FS Development Holdings, LLC

600 Montgomery Street, Suite 4500

San Francisco, California 94111

Attn: Jim Tananbaum

E-mail:Jim@foresitecapital.com

 

If to Parent:

 

FS Development Corp.

600 Montgomery Street, Suite 4500

San Francisco, California 94111

Attn: Jim Tananbaum

E-mail:Jim@foresitecapital.com

 

If to the Stockholder Representative:

 

Shareholder Representative Services LLC

950 17th Street, Suite 1400

Denver, CO 80202

Attention: Managing Director

Email:                                            

Facsimile: (303) 623-0294

Telephone: (303) 648-4085

 

If to the Escrow Agent:

 

Continental Stock Transfer and Trust

One State Street - 30th Floor

New York, New York 10004

Facsimile No: (212) 616-7615

Attention: George Dalton

 

Notwithstanding the above, in the case of communications delivered to the Escrow Agent, such communications shall be deemed to have been given on the date received by an officer of the Escrow Agent or any employee of the Escrow Agent who reports directly to any such officer at the above-referenced office.

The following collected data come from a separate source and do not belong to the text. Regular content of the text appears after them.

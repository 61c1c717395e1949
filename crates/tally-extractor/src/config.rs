//! Configuration for the Extractor

use crate::error::ExtractorError;
use serde::{Deserialize, Serialize};

/// Configuration for the Extractor
#[derive(Debug, Clone, PartialEq, Serialize, Deserialize)]
#[serde(default)]
pub struct ExtractorConfig {
    /// Window size (characters)
    pub chunk_size: usize,

    /// Characters shared between consecutive windows
    pub chunk_overlap: usize,

    /// Drop transactions repeated verbatim by the following window
    ///
    /// Off by default: a statement can legitimately list the same movement
    /// twice, and an overlap duplicate is indistinguishable from that.
    pub dedup_overlaps: bool,
}

impl ExtractorConfig {
    /// Validate the configuration
    pub fn validate(&self) -> Result<(), ExtractorError> {
        if self.chunk_size == 0 || self.chunk_overlap >= self.chunk_size {
            return Err(ExtractorError::InvalidChunkParameters {
                size: self.chunk_size,
                overlap: self.chunk_overlap,
            });
        }
        Ok(())
    }

    /// Load configuration from TOML string
    pub fn from_toml(toml_str: &str) -> Result<Self, ExtractorError> {
        toml::from_str(toml_str)
            .map_err(|e| ExtractorError::Config(format!("Failed to parse TOML: {}", e)))
    }

    /// Serialize configuration to TOML string
    pub fn to_toml(&self) -> Result<String, ExtractorError> {
        toml::to_string_pretty(self)
            .map_err(|e| ExtractorError::Config(format!("Failed to serialize to TOML: {}", e)))
    }
}

impl Default for ExtractorConfig {
    fn default() -> Self {
        Self {
            chunk_size: 1000,
            chunk_overlap: 100,
            dedup_overlaps: false,
        }
    }
}

#[cfg(test)]
mod tests {
    use super::*;

    #[test]
    fn test_default_config_is_valid() {
        let config = ExtractorConfig::default();
        assert!(config.validate().is_ok());
        assert_eq!(config.chunk_size, 1000);
        assert_eq!(config.chunk_overlap, 100);
        assert!(!config.dedup_overlaps);
    }

    #[test]
    fn test_overlap_equal_to_size_rejected() {
        let config = ExtractorConfig {
            chunk_size: 100,
            chunk_overlap: 100,
            ..Default::default()
        };
        assert_eq!(
            config.validate(),
            Err(ExtractorError::InvalidChunkParameters {
                size: 100,
                overlap: 100
            })
        );
    }

    #[test]
    fn test_zero_size_rejected() {
        let config = ExtractorConfig {
            chunk_size: 0,
            chunk_overlap: 0,
            ..Default::default()
        };
        assert!(config.validate().is_err());
    }

    #[test]
    fn test_partial_toml_uses_defaults() {
        let config = ExtractorConfig::from_toml("chunk_size = 400").unwrap();
        assert_eq!(config.chunk_size, 400);
        assert_eq!(config.chunk_overlap, 100);
    }

    #[test]
    fn test_toml_round_trip() {
        let config = ExtractorConfig {
            chunk_size: 500,
            chunk_overlap: 50,
            dedup_overlaps: true,
        };
        let toml_str = config.to_toml().unwrap();
        assert_eq!(ExtractorConfig::from_toml(&toml_str).unwrap(), config);
    }

    #[test]
    fn test_bad_toml() {
        let result = ExtractorConfig::from_toml("chunk_size = \"big\"");
        assert!(matches!(result, Err(ExtractorError::Config(_))));
    }
}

In the event that the Escrow Agent, in its sole discretion, shall determine that an emergency exists, the Escrow Agent may use such other means of communication as the Escrow Agent deems appropriate. For purposes of this Agreement, “Business Day” shall mean any day other than a Saturday, Sunday or any other day on which the Escrow Agent located at the notice address set forth above is authorized or required by law or executive order to remain closed.

 

10. Security Procedures. Notwithstanding anything to the contrary as set forth in Section 9, any instructions setting forth, claiming, containing, objecting to, or in any way related to the transfer or distribution, including but not limited to any transfer instructions that may otherwise be set forth in a written instruction permitted pursuant to Section 3 of this Agreement, may be given to the Escrow Agent only by confirmed facsimile or other electronic transmission (including e-mail) and no instruction for or related to the transfer or distribution of the Escrow Shares, or any portion thereof, shall be deemed delivered and effective unless the Escrow Agent actually shall have received such instruction by facsimile or other electronic transmission (including e-mail) at the number or e-mail address provided to Sponsor and the Stockholder Representative by the Escrow Agent in accordance with Section 9 and as further evidenced by a confirmed transmittal to that number.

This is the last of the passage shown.